Saved entries
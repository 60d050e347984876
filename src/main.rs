use stowage::cli;

#[tokio::main]
async fn main() {
    match cli::main().await {
        Ok(true) => {}
        Ok(false) => std::process::exit(1),
        Err(e) => {
            eprintln!("Error: {}", e);
            std::process::exit(2);
        }
    }
}
//! Command-line argument definitions and helpers.

use std::path::PathBuf;

use clap::Args;
use thiserror::Error;
use tokio::io::{AsyncReadExt, AsyncWriteExt};

use crate::config::ConfigSource;

// =============================================================================
// Error Types
// =============================================================================

/// Errors that can occur during argument processing.
#[derive(Debug, Error)]
pub enum ArgsError {
    /// I/O error reading or writing.
    #[error("I/O error: {0}")]
    Io(#[from] std::io::Error),

    /// Invalid argument combination.
    #[error("{0}")]
    InvalidArgs(String),

    /// JSON serialization error.
    #[error("JSON error: {0}")]
    Json(#[from] serde_json::Error),
}

/// Result type for argument operations.
pub type Result<T> = std::result::Result<T, ArgsError>;

// =============================================================================
// Global Arguments
// =============================================================================

/// Global arguments that apply to all commands.
#[derive(Args, Debug, Default)]
pub struct GlobalArgs {
    /// Path to the main configuration file.
    #[arg(long = "config-file", global = true)]
    pub config_file: Option<PathBuf>,

    /// Path to the configuration overrides file.
    #[arg(long = "config-file-overrides", global = true)]
    pub config_file_overrides: Option<PathBuf>,

    /// Configuration overrides in the form name=value.
    #[arg(long = "config", value_parser = parse_config_override, global = true)]
    pub config_overrides: Vec<(String, String)>,

    /// Storage specification (file:// URL, s3:// URL, or named storage).
    /// If not specified, the storage named "default" is used.
    #[arg(long = "storage", short = 's', global = true)]
    pub storage: Option<String>,

    /// Format output as JSON.
    #[arg(long, global = true)]
    pub json: bool,

    /// Increase logging verbosity (-v info, -vv debug, -vvv trace).
    #[arg(short, long, action = clap::ArgAction::Count, global = true)]
    pub verbose: u8,
}

impl GlobalArgs {
    /// Convert to a ConfigSource for reading configuration.
    pub fn to_config_source(&self) -> ConfigSource {
        ConfigSource {
            config_file: self.config_file.clone(),
            override_file: self.config_file_overrides.clone(),
            overrides: self.config_overrides.clone(),
        }
    }

    /// The most detailed level to log at.
    pub fn log_level(&self) -> tracing::Level {
        match self.verbose {
            0 => tracing::Level::WARN,
            1 => tracing::Level::INFO,
            2 => tracing::Level::DEBUG,
            _ => tracing::Level::TRACE,
        }
    }
}

/// Parse a config override from "name=value" format.
fn parse_config_override(s: &str) -> std::result::Result<(String, String), String> {
    let (name, value) = s
        .split_once('=')
        .ok_or_else(|| format!("invalid config override '{}': expected name=value", s))?;
    Ok((name.to_string(), value.to_string()))
}

/// Parse permission bits written in octal, e.g. "755".
pub fn parse_octal_mode(s: &str) -> std::result::Result<u32, String> {
    u32::from_str_radix(s.strip_prefix("0o").unwrap_or(s), 8)
        .map_err(|e| format!("invalid mode '{}': {}", s, e))
}

/// Parse a single ASCII character used as a record delimiter, quote or escape.
pub fn parse_ascii_byte(s: &str) -> std::result::Result<u8, String> {
    let value = match s {
        "\\t" | "tab" => "\t",
        other => other,
    };
    match value.as_bytes() {
        [b] if b.is_ascii() => Ok(*b),
        _ => Err(format!("expected a single ASCII character, got '{}'", s)),
    }
}

// =============================================================================
// Input/Output Helpers
// =============================================================================

/// Helper for commands that read input from an argument, file, or stdin.
#[derive(Args, Debug, Default)]
pub struct InputSource {
    /// Read input from this file instead of an argument.
    #[arg(id = "input_file", short = 'f', long = "input-file")]
    pub file: Option<PathBuf>,
}

impl InputSource {
    /// Read the input bytes.
    ///
    /// If `arg_value` is provided, returns it (error if file is also set).
    /// If `file` is set, reads from the file.
    /// Otherwise, reads from stdin.
    pub async fn read_bytes(&self, arg_value: Option<&str>) -> Result<Vec<u8>> {
        match (arg_value, &self.file) {
            (Some(_), Some(_)) => Err(ArgsError::InvalidArgs(
                "cannot specify both a value argument and --input-file".to_string(),
            )),
            (Some(value), None) => Ok(value.as_bytes().to_vec()),
            (None, Some(path)) => Ok(tokio::fs::read(path).await?),
            (None, None) => {
                let mut contents = Vec::new();
                tokio::io::stdin().read_to_end(&mut contents).await?;
                Ok(contents)
            }
        }
    }
}

/// Helper for commands that write output to a file or stdout.
#[derive(Args, Debug, Default)]
pub struct OutputSink {
    /// Write output to this file instead of stdout.
    #[arg(id = "output_file", short = 'o', long = "output-file")]
    pub file: Option<PathBuf>,
}

impl OutputSink {
    /// Write a string value to the output.
    pub async fn write_str(&self, value: &str) -> Result<()> {
        match &self.file {
            Some(path) => {
                tokio::fs::write(path, value).await?;
            }
            None => {
                let mut stdout = tokio::io::stdout();
                stdout.write_all(value.as_bytes()).await?;
                stdout.write_all(b"\n").await?;
                stdout.flush().await?;
            }
        }
        Ok(())
    }

    /// Write a value to the output, optionally as JSON.
    pub async fn write<T: serde::Serialize>(&self, value: &T, json: bool) -> Result<()> {
        let output = if json {
            serde_json::to_string_pretty(value)?
        } else {
            match serde_json::to_value(value)? {
                serde_json::Value::String(s) => s,
                other => other.to_string(),
            }
        };
        self.write_str(&output).await
    }

    /// Write raw bytes to the output.
    pub async fn write_bytes(&self, data: &[u8]) -> Result<()> {
        match &self.file {
            Some(path) => {
                tokio::fs::write(path, data).await?;
            }
            None => {
                let mut stdout = tokio::io::stdout();
                stdout.write_all(data).await?;
                stdout.flush().await?;
            }
        }
        Ok(())
    }
}

#[cfg(test)]
mod tests {
    use super::*;
    use tempfile::TempDir;

    #[test]
    fn test_parse_config_override() {
        assert_eq!(
            parse_config_override("storage.docs.url=file:///a=b").unwrap(),
            ("storage.docs.url".to_string(), "file:///a=b".to_string())
        );
        assert!(parse_config_override("cache.path").is_err());
    }

    #[test]
    fn test_parse_octal_mode() {
        assert_eq!(parse_octal_mode("755").unwrap(), 0o755);
        assert_eq!(parse_octal_mode("0o700").unwrap(), 0o700);
        assert!(parse_octal_mode("9").is_err());
    }

    #[test]
    fn test_parse_ascii_byte() {
        assert_eq!(parse_ascii_byte(";").unwrap(), b';');
        assert_eq!(parse_ascii_byte("\\t").unwrap(), b'\t');
        assert!(parse_ascii_byte("ab").is_err());
        assert!(parse_ascii_byte("é").is_err());
    }

    #[test]
    fn test_log_level() {
        let mut args = GlobalArgs::default();
        assert_eq!(args.log_level(), tracing::Level::WARN);
        args.verbose = 2;
        assert_eq!(args.log_level(), tracing::Level::DEBUG);
        args.verbose = 9;
        assert_eq!(args.log_level(), tracing::Level::TRACE);
    }

    #[tokio::test]
    async fn test_input_source() {
        let temp = TempDir::new().unwrap();
        let path = temp.path().join("input.bin");
        tokio::fs::write(&path, b"\x00raw\n").await.unwrap();

        let from_arg = InputSource::default();
        assert_eq!(from_arg.read_bytes(Some("value")).await.unwrap(), b"value");

        let from_file = InputSource { file: Some(path) };
        assert_eq!(from_file.read_bytes(None).await.unwrap(), b"\x00raw\n");
        assert!(matches!(
            from_file.read_bytes(Some("value")).await,
            Err(ArgsError::InvalidArgs(_))
        ));
    }

    #[tokio::test]
    async fn test_output_sink_writes_file() {
        let temp = TempDir::new().unwrap();
        let path = temp.path().join("out.json");
        let sink = OutputSink {
            file: Some(path.clone()),
        };

        sink.write(&vec!["a", "b"], true).await.unwrap();
        let written = tokio::fs::read_to_string(&path).await.unwrap();
        assert_eq!(
            serde_json::from_str::<Vec<String>>(&written).unwrap(),
            vec!["a", "b"]
        );
    }
}
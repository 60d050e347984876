//! Commands that inspect or change names rather than contents.

use clap::Args;
use serde::Serialize;

use crate::cli::args::parse_octal_mode;
use crate::cli::{CommandContext, OutputSink, Result};

/// Which existence-style question to ask.
#[derive(Debug, Clone, Copy, PartialEq, Eq)]
pub enum Probe {
    Exists,
    IsDirectory,
    IsWritable,
}

// =============================================================================
// Probes (exists, is-dir, is-writable)
// =============================================================================

/// Arguments for the exists, is-dir and is-writable commands.
#[derive(Args, Debug)]
pub struct ProbeArgs {
    /// Name to check.
    pub name: String,

    /// Exit with status 1 instead of printing false.
    #[arg(short, long)]
    pub quiet: bool,

    #[command(flatten)]
    pub output: OutputSink,
}

#[derive(Debug, Serialize)]
struct ProbeOutput<'a> {
    name: &'a str,
    result: bool,
}

impl ProbeArgs {
    /// Returns the answer so the caller can set the exit status.
    pub async fn run(self, probe: Probe, ctx: &CommandContext) -> Result<bool> {
        let storage = ctx.open_storage().await?;
        let result = match probe {
            Probe::Exists => storage.exists(&self.name).await,
            Probe::IsDirectory => storage.is_directory(&self.name).await,
            Probe::IsWritable => storage.is_writable(&self.name).await,
        };

        if self.quiet {
            return Ok(result);
        }

        if ctx.json() {
            let output = ProbeOutput {
                name: &self.name,
                result,
            };
            self.output.write(&output, true).await?;
        } else {
            self.output.write(&result, false).await?;
        }
        Ok(true)
    }
}

// =============================================================================
// Mkdir
// =============================================================================

/// Arguments for the mkdir command.
#[derive(Args, Debug)]
pub struct MkdirArgs {
    /// Directory to create.
    pub path: String,

    /// Permission bits in octal; defaults to the configured directory_mode.
    #[arg(short, long, value_parser = parse_octal_mode)]
    pub mode: Option<u32>,

    /// Create missing parent directories.
    #[arg(short, long)]
    pub parents: bool,
}

impl MkdirArgs {
    pub async fn run(self, ctx: &CommandContext) -> Result<()> {
        let storage = ctx.open_storage().await?;
        storage
            .make_directory(&self.path, self.mode, self.parents)
            .await?;
        Ok(())
    }
}

// =============================================================================
// Mv
// =============================================================================

/// Arguments for the mv command.
#[derive(Args, Debug)]
pub struct MvArgs {
    /// Existing name.
    pub from: String,

    /// New name.
    pub to: String,
}

impl MvArgs {
    pub async fn run(self, ctx: &CommandContext) -> Result<()> {
        let mut storage = ctx.open_storage().await?;
        storage.rename(&self.from, &self.to).await?;
        Ok(())
    }
}

// =============================================================================
// Rm
// =============================================================================

/// Arguments for the rm command.
#[derive(Args, Debug)]
pub struct RmArgs {
    /// Name to delete.
    pub name: String,

    /// Succeed if the name does not exist.
    #[arg(short, long)]
    pub force: bool,
}

impl RmArgs {
    pub async fn run(self, ctx: &CommandContext) -> Result<()> {
        let mut storage = ctx.open_storage().await?;
        if self.force && !storage.exists(&self.name).await {
            return Ok(());
        }
        storage.delete(&self.name).await?;
        Ok(())
    }
}

// =============================================================================
// Retry Upload
// =============================================================================

/// Arguments for the retry-upload command.
#[derive(Args, Debug)]
pub struct RetryUploadArgs {
    /// Name whose cached copy failed to upload.
    pub name: String,
}

impl RetryUploadArgs {
    pub async fn run(self, ctx: &CommandContext) -> Result<()> {
        let mut storage = ctx.open_remote_storage().await?;
        storage.retry_upload(&self.name).await?;
        Ok(())
    }
}
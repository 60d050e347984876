//! The single open file owned by an engine instance.

use std::io::SeekFrom;
use std::path::{Path, PathBuf};

use tokio::fs::File;
use tokio::io::{
    AsyncBufReadExt, AsyncReadExt, AsyncSeekExt, AsyncWrite, AsyncWriteExt, BufReader,
};

use super::{OpenMode, RecordFormat, Result, StorageError};

/// An open file and the logical filename it was opened under.
///
/// Engines hold this as `Option<OpenFile>`, so the stream and the filename
/// are always present or absent together.
pub struct OpenFile {
    filename: String,
    path: PathBuf,
    stream: BufReader<File>,
}

impl OpenFile {
    /// Acquire the underlying stream for `path`.
    pub(crate) async fn open(filename: &str, path: PathBuf, mode: OpenMode) -> Result<Self> {
        let file = match mode.open_options().open(&path).await {
            Ok(file) => file,
            Err(source) => return Err(StorageError::OpenFailed { path, source }),
        };

        Ok(Self {
            filename: filename.to_string(),
            path,
            stream: BufReader::new(file),
        })
    }

    /// The logical filename, relative to the engine's base path.
    pub fn filename(&self) -> &str {
        &self.filename
    }

    /// The full local path of the open file.
    pub fn path(&self) -> &Path {
        &self.path
    }

    fn io_error(&self, source: std::io::Error) -> StorageError {
        StorageError::io(&self.path, source)
    }

    /// Read up to `length` bytes. Returns an empty buffer at end of file.
    pub async fn read(&mut self, length: usize) -> Result<Vec<u8>> {
        let mut buffer = Vec::with_capacity(length.min(64 * 1024));
        let result = (&mut self.stream)
            .take(length as u64)
            .read_to_end(&mut buffer)
            .await;
        result.map_err(|e| self.io_error(e))?;
        Ok(buffer)
    }

    /// Read the next line, including its terminator.
    ///
    /// With `max_length`, at most `max_length - 1` bytes are returned. Returns
    /// `None` at end of file.
    pub async fn read_line(&mut self, max_length: Option<usize>) -> Result<Option<Vec<u8>>> {
        let limit = max_length.map(|n| n.saturating_sub(1));
        if limit == Some(0) {
            return Ok(Some(Vec::new()));
        }

        let mut line = Vec::new();
        loop {
            if limit.is_some_and(|limit| line.len() >= limit) {
                break;
            }

            let available = match self.stream.fill_buf().await {
                Ok(available) => available,
                Err(e) => return Err(StorageError::io(&self.path, e)),
            };
            if available.is_empty() {
                break;
            }

            let room = match limit {
                Some(limit) => (limit - line.len()).min(available.len()),
                None => available.len(),
            };
            let window = &available[..room];

            match window.iter().position(|&b| b == b'\n') {
                Some(pos) => {
                    line.extend_from_slice(&window[..=pos]);
                    self.stream.consume(pos + 1);
                    return Ok(Some(line));
                }
                None => {
                    line.extend_from_slice(window);
                    self.stream.consume(room);
                }
            }
        }

        if line.is_empty() {
            Ok(None)
        } else {
            Ok(Some(line))
        }
    }

    /// Read one delimited record, continuing across lines while a quoted
    /// field is open. Returns `None` at end of file.
    pub async fn read_record(&mut self, format: &RecordFormat) -> Result<Option<Vec<String>>> {
        let Some(mut raw) = self.read_line(None).await? else {
            return Ok(None);
        };

        while format.is_incomplete(&raw) {
            match self.read_line(None).await? {
                Some(more) => raw.extend_from_slice(&more),
                None => break,
            }
        }

        Ok(Some(format.parse(&raw)))
    }

    /// Whether the read position is at end of file.
    pub async fn eof(&mut self) -> Result<bool> {
        match self.stream.fill_buf().await {
            Ok(available) => Ok(available.is_empty()),
            Err(e) => Err(StorageError::io(&self.path, e)),
        }
    }

    /// Current position within the file.
    pub async fn tell(&mut self) -> Result<u64> {
        let result = self.stream.stream_position().await;
        result.map_err(|e| self.io_error(e))
    }

    /// Move back to the start of the file.
    pub async fn rewind(&mut self) -> Result<()> {
        let result = self.stream.seek(SeekFrom::Start(0)).await;
        result.map_err(|e| self.io_error(e))?;
        Ok(())
    }

    /// Write all of `data`, returning the number of bytes written.
    pub async fn write(&mut self, data: &[u8]) -> Result<usize> {
        // Drop read-ahead so the write lands at the logical position.
        if !self.stream.buffer().is_empty() {
            let result = self.stream.seek(SeekFrom::Current(0)).await;
            result.map_err(|e| self.io_error(e))?;
        }

        let filename = self.filename.clone();
        let path = self.path.clone();
        write_fully(self.stream.get_mut(), data, &filename, &path).await
    }

    /// Flush pending writes and release the stream.
    pub(crate) async fn close(self) -> Result<()> {
        let mut file = self.stream.into_inner();
        file.flush()
            .await
            .map_err(|e| StorageError::io(&self.path, e))?;
        Ok(())
    }
}

/// Issue writes against the unwritten tail until `data` is fully written.
///
/// A write that makes no progress fails with `ShortWrite` instead of spinning.
pub(crate) async fn write_fully<W>(
    writer: &mut W,
    data: &[u8],
    filename: &str,
    path: &Path,
) -> Result<usize>
where
    W: AsyncWrite + Unpin,
{
    let mut written = 0;
    while written < data.len() {
        let n = writer
            .write(&data[written..])
            .await
            .map_err(|e| StorageError::io(path, e))?;
        if n == 0 {
            return Err(StorageError::ShortWrite {
                filename: filename.to_string(),
                written,
                expected: data.len(),
            });
        }
        written += n;
    }
    Ok(written)
}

*THE TASK:*
Copy the records above exactly, please, but only from the first line through the line containing "use crate::config::ConfigSource;".

*SOLUTION FOR THIS EXERCISE:*
repository 60d050e347984876
filename src/main.rs
use stowage::cli;

#[tokio::main]
async fn main() {
    match cli::main().await {
        Ok(true) => {}
        Ok(false) => std::process::exit(1),
        Err(e) => {
            eprintln!("Error: {}", e);
            std::process::exit(2);
        }
    }
}
//! Command-line argument definitions and helpers.

use std::path::PathBuf;

use clap::Args;
use thiserror::Error;
use tokio::io::{AsyncReadExt, AsyncWriteExt};

use crate::config::ConfigSource;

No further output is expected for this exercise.